═════ Data extract

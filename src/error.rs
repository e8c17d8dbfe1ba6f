//! Error types for indexing
//!
//! Every error is scoped to one contract/spec pair. The batch driver logs and
//! skips the pair; the single-pair CLI turns it into a non-zero exit.

use std::io;
use std::path::PathBuf;
use thiserror::Error;

#[derive(Debug, Error)]
pub enum IndexError {
    /// An input file is absent or unreadable
    #[error("cannot read input {}: {source}", path.display())]
    MissingInput {
        path: PathBuf,
        source: io::Error,
    },

    /// The output artifact could not be written
    #[error("cannot write output {}: {source}", path.display())]
    OutputWrite {
        path: PathBuf,
        source: io::Error,
    },

    #[error("failed to serialize index records: {0}")]
    Serialize(#[from] serde_json::Error),

    #[error("invalid scanner pattern: {0}")]
    Pattern(#[from] regex::Error),

    #[error("cannot read config file {}: {source}", path.display())]
    ConfigRead {
        path: PathBuf,
        source: io::Error,
    },

    #[error("cannot parse config file {}: {source}", path.display())]
    ConfigParse {
        path: PathBuf,
        source: serde_yaml::Error,
    },
}

pub type IndexResult<T> = Result<T, IndexError>;

impl IndexError {
    /// Wrap an IO error raised while reading an input file
    pub fn missing_input(path: impl Into<PathBuf>, source: io::Error) -> Self {
        IndexError::MissingInput {
            path: path.into(),
            source,
        }
    }
}
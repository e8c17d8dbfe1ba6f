//! Identity hashing for property blocks
//!
//! A block's defining fields are serialized to canonical JSON and hashed with
//! SHA-256. The full hex digest is kept for exact-match dedup across runs;
//! an 8-character prefix goes into the human-facing record id.

use crate::parser::{BlockType, PropertyBlock};
use serde::Serialize;
use sha2::{Digest, Sha256};

/// Length of the digest prefix embedded in record ids
pub const SHORT_HASH_LEN: usize = 8;

/// Canonical form of a block. Field order is fixed by the struct.
#[derive(Serialize)]
struct CanonicalBlock<'a> {
    name: &'a str,
    block_type: BlockType,
    start_line: usize,
    end_line: usize,
    content: &'a [String],
    methods_in_block: &'a [String],
}

/// Lowercase hex SHA-256 of a block
#[derive(Debug, Clone, PartialEq, Eq, Hash)]
pub struct BlockHash(String);

impl BlockHash {
    pub fn full(&self) -> &str {
        &self.0
    }

    pub fn short(&self) -> &str {
        &self.0[..SHORT_HASH_LEN]
    }
}

/// Hash a block over name, type, line span, (expanded) content and methods
pub fn hash_block(block: &PropertyBlock) -> Result<BlockHash, serde_json::Error> {
    let canonical = serde_json::to_string(&CanonicalBlock {
        name: &block.name,
        block_type: block.block_type,
        start_line: block.start_line,
        end_line: block.end_line,
        content: &block.content,
        methods_in_block: &block.methods_in_block,
    })?;
    Ok(BlockHash(format!("{:x}", Sha256::digest(canonical.as_bytes()))))
}
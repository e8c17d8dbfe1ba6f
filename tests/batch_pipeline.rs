//! Batch indexing over a directory of contract/spec pairs

use cvl_index::{run_batch, ChunkType, IndexRecord, IndexerConfig};
use std::collections::HashSet;
use std::fs;
use std::path::PathBuf;
use std::time::{SystemTime, UNIX_EPOCH};

const AUCTION_SOL: &str = r#"// SPDX-License-Identifier: MIT
pragma solidity ^0.8.0;

contract Auction {
    address public highestBidder;
    uint256 public highestBid;
    mapping(address => uint256) pendingReturns;
    bool private ended;

    function bid() external payable {
        require(msg.value > highestBid);
        pendingReturns[highestBidder] += highestBid;
        highestBidder = msg.sender;
        highestBid = msg.value;
    }

    function withdraw() external returns (bool) {
        uint256 amount = pendingReturns[msg.sender];
        pendingReturns[msg.sender] = 0;
        payable(msg.sender).transfer(amount);
        return true;
    }

    function getHighestBid() external view returns (uint256) {
        return highestBid;
    }

    function endAuction() external {
        ended = true;
    }
}
"#;

const AUCTION_SPEC: &str = r#"methods {
    function getHighestBid() external returns (uint256) envfree;
    function bid() external;
    function withdraw() external returns (bool);
}

invariant highestNeverDrops()
    getHighestBid() >= 0
    { preserved { require true; } }

rule bidRaisesHighest {
    env e;
    uint256 before = getHighestBid();
    bid(e);
    assert getHighestBid() >= before;
}

rule withdrawAfterBid {
    env e;
    requireInvariant highestNeverDrops();
    withdraw(e);
    assert true;
}

rule sanity {
    satisfy true;
}
"#;

fn scratch_dir(label: &str) -> PathBuf {
    let nanos = SystemTime::now()
        .duration_since(UNIX_EPOCH)
        .map(|d| d.as_nanos())
        .unwrap_or_default();
    let dir = std::env::temp_dir().join(format!("cvl_index_{}_{}", label, nanos));
    fs::create_dir_all(&dir).unwrap();
    dir
}

#[test]
fn batch_indexes_pairs_and_skips_unpaired() {
    let input = scratch_dir("batch");
    let output = input.join("raw_index");
    fs::write(input.join("Auction.sol"), AUCTION_SOL).unwrap();
    fs::write(input.join("Auction.spec"), AUCTION_SPEC).unwrap();
    fs::write(input.join("Lonely.sol"), "contract Lonely { }\n").unwrap();

    let config = IndexerConfig::default().with_overrides(Some(input.clone()), Some(output.clone()), Some(2));
    let report = run_batch(&config).unwrap();

    assert_eq!(report.indexed.len(), 1);
    assert!(report.failed.is_empty());
    assert_eq!(report.unpaired.len(), 1);
    assert_eq!(report.unpaired[0].name, "Lonely");
    assert_eq!(report.unpaired[0].missing, ".spec");

    let artifact = output.join("Auction_index.json");
    assert_eq!(report.indexed[0].output, artifact);
    let records: Vec<IndexRecord> =
        serde_json::from_str(&fs::read_to_string(&artifact).unwrap()).unwrap();
    assert!(!output.join("Lonely_index.json").exists());

    // one context record, then properties in file order
    assert_eq!(records.len(), 5);
    assert_eq!(records[0].id, "Auction_contract_context");
    assert_eq!(records[0].chunk_type, ChunkType::ContractContext);
    let kinds: Vec<_> = records[1..].iter().map(|r| r.chunk_type).collect();
    assert_eq!(
        kinds,
        vec![
            ChunkType::ContractInvariant,
            ChunkType::FunctionRule,
            ChunkType::FunctionRule,
            ChunkType::FunctionRule,
        ]
    );

    let ids: HashSet<_> = records.iter().map(|r| r.id.as_str()).collect();
    assert_eq!(ids.len(), records.len());

    let targets: Vec<String> = records[1..].iter().map(|r| r.target_function.to_string()).collect();
    assert_eq!(targets, vec!["getHighestBid", "bid/getHighestBid", "withdraw", "UNKNOWN"]);

    let json: serde_json::Value = serde_json::from_str(&fs::read_to_string(&artifact).unwrap()).unwrap();
    assert_eq!(json[0]["metadata"]["function_list"][0], "bid");
    assert_eq!(json[1]["metadata"]["modifies_state"], false);
    assert_eq!(json[2]["metadata"]["modifies_state"], true);
    assert_eq!(json[3]["metadata"]["modifies_state"], true);
    assert_eq!(json[4]["metadata"]["block_hash"].as_str().map(str::len), Some(64));

    let withdraw = &records[3];
    let formal = withdraw.formal_property.as_deref().unwrap();
    assert!(formal.contains("getHighestBid() >= 0"));
    assert!(withdraw.text_chunk.starts_with("function withdraw()"));

    assert_eq!(report.indexed[0].embeddable, 3);

    fs::remove_dir_all(&input).ok();
}

#[test]
fn rerun_produces_identical_artifact() {
    let input = scratch_dir("rerun");
    fs::write(input.join("Auction.sol"), AUCTION_SOL).unwrap();
    fs::write(input.join("Auction.spec"), AUCTION_SPEC).unwrap();

    let first = IndexerConfig::default().with_overrides(Some(input.clone()), Some(input.join("a")), None);
    let second = IndexerConfig::default().with_overrides(Some(input.clone()), Some(input.join("b")), None);
    run_batch(&first).unwrap();
    run_batch(&second).unwrap();

    let a = fs::read_to_string(input.join("a").join("Auction_index.json")).unwrap();
    let b = fs::read_to_string(input.join("b").join("Auction_index.json")).unwrap();
    assert_eq!(a, b);

    fs::remove_dir_all(&input).ok();
}
//! # cvl-index
//!
//! CVL Index: links Certora verification properties to the Solidity functions
//! they exercise and emits flat records for a retrieval index.
//!
//! This crate provides:
//! - A lexical block scanner for `function`/`rule`/`invariant`/`methods` blocks
//! - Method, state-variable and function-table extraction
//! - Heuristic target linkage, mutation classification and cross-reference expansion
//! - Content hashing and index record building
//! - A batch pipeline (`cvl-index batch`) that indexes every contract/spec pair
//!   in a directory
//!
//! ## Usage
//!
//! ```rust,no_run
//! use std::path::Path;
//! use cvl_index::pipeline::index_sources;
//!
//! let sol = "contract Vault { mapping(address => uint) balance; \
//!            function withdraw(uint amount) external { balance[msg.sender] -= amount; } }";
//! let spec = "rule onlyOwnerCanWithdraw { withdraw(100); }\n";
//! let records = index_sources("Vault.sol", sol, Path::new("Vault.spec"), spec).unwrap();
//! assert_eq!(records.len(), 2);
//! ```
//!
//! Everything here is text-level heuristics. Nothing is compiled or type-checked.

pub mod config;
pub mod error;
pub mod hash;
pub mod linker;
pub mod normalize;
pub mod parser;
pub mod pipeline;
pub mod record;

pub use config::IndexerConfig;
pub use error::{IndexError, IndexResult};
pub use pipeline::{index_sources, run_batch, BatchReport, ContractSpecPair};
pub use record::{ChunkType, IndexRecord};
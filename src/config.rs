//! Indexer configuration
//!
//! Loaded from an optional YAML file with camelCase keys:
//!
//! ```yaml
//! inputDirectory: ContractsAndProperties
//! outputDirectory: DataIndex/raw_index
//! jobs: 4
//! ```
//!
//! Command-line flags override whatever the file says.

use crate::error::{IndexError, IndexResult};
use serde::{Deserialize, Serialize};
use std::fs;
use std::path::{Path, PathBuf};

pub const DEFAULT_INPUT_DIR: &str = "ContractsAndProperties";
pub const DEFAULT_OUTPUT_DIR: &str = "DataIndex/raw_index";

#[derive(Debug, Clone, PartialEq, Eq, Serialize, Deserialize)]
#[serde(rename_all = "camelCase", default)]
pub struct IndexerConfig {
    /// Where `<stem>_index.json` artifacts are written
    pub output_directory: PathBuf,

    /// Directory holding `<stem>.sol` / `<stem>.spec` pairs
    pub input_directory: PathBuf,

    /// Worker threads for batch mode
    pub jobs: usize,
}

impl Default for IndexerConfig {
    fn default() -> Self {
        IndexerConfig {
            output_directory: PathBuf::from(DEFAULT_OUTPUT_DIR),
            input_directory: PathBuf::from(DEFAULT_INPUT_DIR),
            jobs: 1,
        }
    }
}

impl IndexerConfig {
    /// Load configuration from a YAML file
    pub fn from_file(path: &Path) -> IndexResult<Self> {
        let contents = fs::read_to_string(path).map_err(|source| IndexError::ConfigRead {
            path: path.to_path_buf(),
            source,
        })?;
        serde_yaml::from_str(&contents).map_err(|source| IndexError::ConfigParse {
            path: path.to_path_buf(),
            source,
        })
    }

    /// Load from `path` if given, otherwise start from defaults
    pub fn load(path: Option<&Path>) -> IndexResult<Self> {
        match path {
            Some(p) => Self::from_file(p),
            None => Ok(Self::default()),
        }
    }

    /// Apply command-line overrides on top of the loaded values
    pub fn with_overrides(
        mut self,
        input_directory: Option<PathBuf>,
        output_directory: Option<PathBuf>,
        jobs: Option<usize>,
    ) -> Self {
        if let Some(dir) = input_directory {
            self.input_directory = dir;
        }
        if let Some(dir) = output_directory {
            self.output_directory = dir;
        }
        if let Some(jobs) = jobs {
            self.jobs = jobs;
        }
        self
    }

    /// Number of workers to actually spawn (never zero)
    pub fn worker_count(&self) -> usize {
        self.jobs.max(1)
    }
}
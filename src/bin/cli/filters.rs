//! Filtering logic for batch runs
//!
//! Selects contract/spec pairs by name pattern.

use cvl_index::ContractSpecPair;

/// Check whether a pair passes the optional name filter
pub fn matches_pair(pair: &ContractSpecPair, name: Option<&str>) -> bool {
    match name {
        Some(pattern) => matches_name(&pair.name, pattern),
        None => true,
    }
}

/// Check if a pair name matches pattern (`*` matches any run of characters)
fn matches_name(pair_name: &str, pattern: &str) -> bool {
    if !pattern.contains('*') {
        return pair_name == pattern;
    }

    let parts: Vec<&str> = pattern.split('*').collect();
    let (first, rest) = match parts.split_first() {
        Some(split) => split,
        None => return true,
    };
    let Some(mut remaining) = pair_name.strip_prefix(first) else {
        return false;
    };

    let (last, middle) = match rest.split_last() {
        Some(split) => split,
        None => return remaining.is_empty(),
    };
    for part in middle {
        match remaining.find(part) {
            Some(pos) => remaining = &remaining[pos + part.len()..],
            None => return false,
        }
    }
    remaining.ends_with(last)
}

══════════

* [Task details] Restate the data word for word. Begin at its first line, end at the line that contains "pub fn missing_input(path: impl", and include both.

* [Reply to the task]
filename src/error.rs
repository e8c17d8dbfe1ba6f
//! Error types for indexing
//!
//! Every error is scoped to one contract/spec pair. The batch driver logs and
//! skips the pair; the single-pair CLI turns it into a non-zero exit.

use std::io;
use std::path::PathBuf;
use thiserror::Error;

#[derive(Debug, Error)]
pub enum IndexError {
    /// An input file is absent or unreadable
    #[error("cannot read input {}: {source}", path.display())]
    MissingInput {
        path: PathBuf,
        source: io::Error,
    },

    /// The output artifact could not be written
    #[error("cannot write output {}: {source}", path.display())]
    OutputWrite {
        path: PathBuf,
        source: io::Error,
    },

    #[error("failed to serialize index records: {0}")]
    Serialize(#[from] serde_json::Error),

    #[error("invalid scanner pattern: {0}")]
    Pattern(#[from] regex::Error),

    #[error("cannot read config file {}: {source}", path.display())]
    ConfigRead {
        path: PathBuf,
        source: io::Error,
    },

    #[error("cannot parse config file {}: {source}", path.display())]
    ConfigParse {
        path: PathBuf,
        source: serde_yaml::Error,
    },
}

pub type IndexResult<T> = Result<T, IndexError>;

impl IndexError {
    /// Wrap an IO error raised while reading an input file
    pub fn missing_input(path: impl Into<PathBuf>, source: io::Error) -> Self {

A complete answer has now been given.